The VPN technology is not just for overcoming government censorship practices. Connections between different companies, connections between bank branches inside Iran and other financial institutions, connections between military and security bodies and many other activities, the dealings of the government and its subsidiaries all need secure communication channels, which are provided by VPNs. More interesting is that the government itself needs VPNs in its efforts to circumvent international sanctions and to avoid Western surveillance efforts. The way I see it, blocking VPNs is impossible.
What is the "licensed VPN" that the government is now advertising, and can it be utilized by internet users who want to break the censorship barriers?
This is the most dangerous thing internet users can get themselves into. The government is asking users to apply for the so-called “licensed VPN” with a copy of their birth certificate. The government will register the identities of all the users who are looking for VPNs and then they will probably install software on the user’s computer, which is supposed to establish VPN connections. The software will connect the personal computers to computer systems of government bodies such as the Ministry of Intelligence, Cyber Police, the Revolutionary Guards intelligence and so on and it will also establish the secure channels. But since all of the user’s connections can be opened through the state security channels, they will be able to control and record everything. They can also use this software to basically spy inside the user’s computer, report every page that is opened, to turn on the microphone, the webcam and all sorts of things. Experience shows that Iranian security bodies will not refrain from any illegal or unethical actions. Therefore, the so-called “licensed VPNs” are a highly dangerous phenomena.

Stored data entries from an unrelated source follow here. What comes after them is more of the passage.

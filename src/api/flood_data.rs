/// Flood data operations: `/data` (single lookup) and `/databatch`.
///
/// `/data` bodies go through the sanitizer before typed decoding; the
/// decoded envelope must carry a status, match type or request id.

use tracing::warn;

use super::client::FloodApiClient;
use super::sanitize::sanitize_body;
use crate::model::{BatchDataRequest, FloodApiError, FloodDataBatch, FloodDataOptions, FloodDataResponse};

impl FloodApiClient {
    /// `GET /data`: FEMA flood data for one location.
    ///
    /// # Errors
    /// Any gateway error, plus `Sanitize` (body is not JSON), `Decode` (JSON
    /// does not fit the envelope) and `InvalidResponse` (no status, match
    /// type or request id).
    pub fn fetch_flood_data(&self, opts: &FloodDataOptions) -> Result<FloodDataResponse, FloodApiError> {
        let raw = self.do_request("GET", "/data", Some(&opts.to_query()), None)?;
        decode_flood_data(&raw.body)
    }

    /// `POST /databatch`: submits a batch and returns its id and the URL to
    /// poll for results. Polling is left to the caller.
    pub fn submit_flood_data_batch(
        &self,
        mut batch: BatchDataRequest,
    ) -> Result<FloodDataBatch, FloodApiError> {
        if batch.api_key.is_empty() {
            batch.api_key = self.api_key().to_string();
        }
        let body = serde_json::to_vec(&batch).map_err(FloodApiError::Encode)?;

        let raw = self.do_request("POST", "/databatch", None, Some(body))?;
        serde_json::from_slice(&raw.body).map_err(|source| FloodApiError::Decode {
            target: "FloodDataBatch",
            source,
        })
    }
}

/// Sanitizes and decodes a `/data` body.
///
/// Paths the API answered with "Access Denied" end up in
/// `result.denied_access`.
pub fn decode_flood_data(raw: &[u8]) -> Result<FloodDataResponse, FloodApiError> {
    let (sanitized, denied) = sanitize_body(raw)?;
    for path in &denied {
        warn!(%path, "API key has no access to field; value cleared");
    }

    let mut response: FloodDataResponse =
        serde_json::from_value(sanitized).map_err(|source| FloodApiError::Decode {
            target: "FloodDataResponse",
            source,
        })?;

    if !response.is_recognizable() {
        return Err(FloodApiError::InvalidResponse {
            raw: String::from_utf8_lossy(raw).into_owned(),
        });
    }

    response.result.denied_access = denied;
    Ok(response)
}

// ---------------------------------------------------------------------------
// Tests
// ---------------------------------------------------------------------------
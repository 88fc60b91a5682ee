/// Client configuration loader.
///
/// Sources, lowest to highest precedence:
/// 1. built-in defaults (production base URL, no timeout)
/// 2. an optional TOML file, e.g. `nfd.toml`:
///    ```toml
///    api_key = "..."
///    base_url = "https://api.nationalflooddata.com/v3"
///    timeout_secs = 30
///    ```
/// 3. environment variables `NFD_API_KEY`, `NFD_BASE_URL`, `NFD_TIMEOUT_SECS`
///    (a `.env` file in the working directory is loaded first).

use serde::Deserialize;
use std::env;
use std::fmt;
use std::fs;
use std::path::{Path, PathBuf};
use thiserror::Error;

use crate::api::DEFAULT_BASE_URL;

pub const ENV_API_KEY: &str = "NFD_API_KEY";
pub const ENV_BASE_URL: &str = "NFD_BASE_URL";
pub const ENV_TIMEOUT_SECS: &str = "NFD_TIMEOUT_SECS";

/// Configuration error with setup guidance.
#[derive(Debug, Error)]
pub enum ConfigError {
    #[error("failed to read {path}: {source}")]
    Read {
        path: PathBuf,
        #[source]
        source: std::io::Error,
    },

    #[error("failed to parse {path}: {source}")]
    Parse {
        path: PathBuf,
        #[source]
        source: toml::de::Error,
    },

    #[error(
        "No API key configured.\n\n  \
         Set one of:\n  \
         - NFD_API_KEY in the environment or in .env\n  \
         - api_key in the configuration file (--config nfd.toml)"
    )]
    MissingApiKey,

    #[error("Invalid base URL {url:?}: {source}\n\n  Example: https://api.nationalflooddata.com/v3")]
    InvalidBaseUrl {
        url: String,
        #[source]
        source: url::ParseError,
    },

    #[error("Invalid NFD_TIMEOUT_SECS value {0:?}: expected a whole number of seconds")]
    InvalidTimeout(String),
}

/// Settings for one API account.
#[derive(Clone, PartialEq, Deserialize)]
#[serde(default)]
pub struct ClientConfig {
    pub api_key: String,
    pub base_url: String,
    /// Whole-request timeout. `None` leaves requests unbounded.
    pub timeout_secs: Option<u64>,
}

impl Default for ClientConfig {
    fn default() -> Self {
        Self {
            api_key: String::new(),
            base_url: DEFAULT_BASE_URL.to_string(),
            timeout_secs: None,
        }
    }
}

impl fmt::Debug for ClientConfig {
    fn fmt(&self, f: &mut fmt::Formatter<'_>) -> fmt::Result {
        f.debug_struct("ClientConfig")
            .field("api_key", &if self.api_key.is_empty() { "<unset>" } else { "<redacted>" })
            .field("base_url", &self.base_url)
            .field("timeout_secs", &self.timeout_secs)
            .finish()
    }
}

impl ClientConfig {
    /// Default configuration for `api_key`.
    pub fn new(api_key: impl Into<String>) -> Self {
        Self {
            api_key: api_key.into(),
            ..Default::default()
        }
    }

    pub fn from_toml_str(contents: &str, path: &Path) -> Result<Self, ConfigError> {
        toml::from_str(contents).map_err(|source| ConfigError::Parse {
            path: path.to_path_buf(),
            source,
        })
    }

    pub fn from_file(path: &Path) -> Result<Self, ConfigError> {
        let contents = fs::read_to_string(path).map_err(|source| ConfigError::Read {
            path: path.to_path_buf(),
            source,
        })?;
        Self::from_toml_str(&contents, path)
    }

    /// Overrides fields from variables returned by `lookup`. Empty values are ignored.
    pub fn apply_env<F>(mut self, lookup: F) -> Result<Self, ConfigError>
    where
        F: Fn(&str) -> Option<String>,
    {
        let get = |name: &str| lookup(name).filter(|v| !v.trim().is_empty());

        if let Some(key) = get(ENV_API_KEY) {
            self.api_key = key.trim().to_string();
        }
        if let Some(url) = get(ENV_BASE_URL) {
            self.base_url = url.trim().to_string();
        }
        if let Some(raw) = get(ENV_TIMEOUT_SECS) {
            let secs = raw
                .trim()
                .parse::<u64>()
                .map_err(|_| ConfigError::InvalidTimeout(raw.clone()))?;
            self.timeout_secs = Some(secs);
        }
        Ok(self)
    }

    /// Checks the settings are usable before a client is built.
    pub fn validate(&self) -> Result<(), ConfigError> {
        if self.api_key.trim().is_empty() {
            return Err(ConfigError::MissingApiKey);
        }
        url::Url::parse(&self.base_url).map_err(|source| ConfigError::InvalidBaseUrl {
            url: self.base_url.clone(),
            source,
        })?;
        Ok(())
    }
}

/// Loads configuration from `path` (if given), `.env` and the process
/// environment, then validates it.
pub fn load_config(path: Option<&Path>) -> Result<ClientConfig, ConfigError> {
    dotenv::dotenv().ok();

    let base = match path {
        Some(path) => ClientConfig::from_file(path)?,
        None => ClientConfig::default(),
    };
    let config = base.apply_env(|name| env::var(name).ok())?;
    config.validate()?;
    Ok(config)
}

The other point regarding “licensed VPNs” is that someone might say ‘I am not doing anything illegal and I have no problem with the state wanting to check my activities’ and he or she might decide to get the VPN to carry out internet purchasing and banking transactions. But they must recognize that the one ingredient missing from the security organizations in Iran is, in effect, security. Many are there to collect information for personal use or to deliver it to organized criminal gangs. There have been instances where such information has been used for extortion or to make the private information of one company available to another. The issue is not just political security; private business and financial security will also become vulnerable with the use of these “licensed VPNs.”
Is there a way to defuse the latest actions of the Iranian regime?
Currently, many people are working on it. Even now that the VPNs are blocked, some channels still remain open, for instance for software that uses the N2N VPN. This software does not allow the control mechanisms to recognize the establishment of a secure connection, and many users are thus still very much present on the internet. We will publish all the possibilities once they are all compiled.
What is your recommendation to users in Iran as they try to access information?
We must find all the possible ways that allow the evasion of censorship blocks on the internet, such as the N2N VPN, and disseminate the information. We ask the users to provide their information to the experts and the anti-censorship media, so that we can provide them with a comprehensive list of solutions for overcoming the filtering efforts.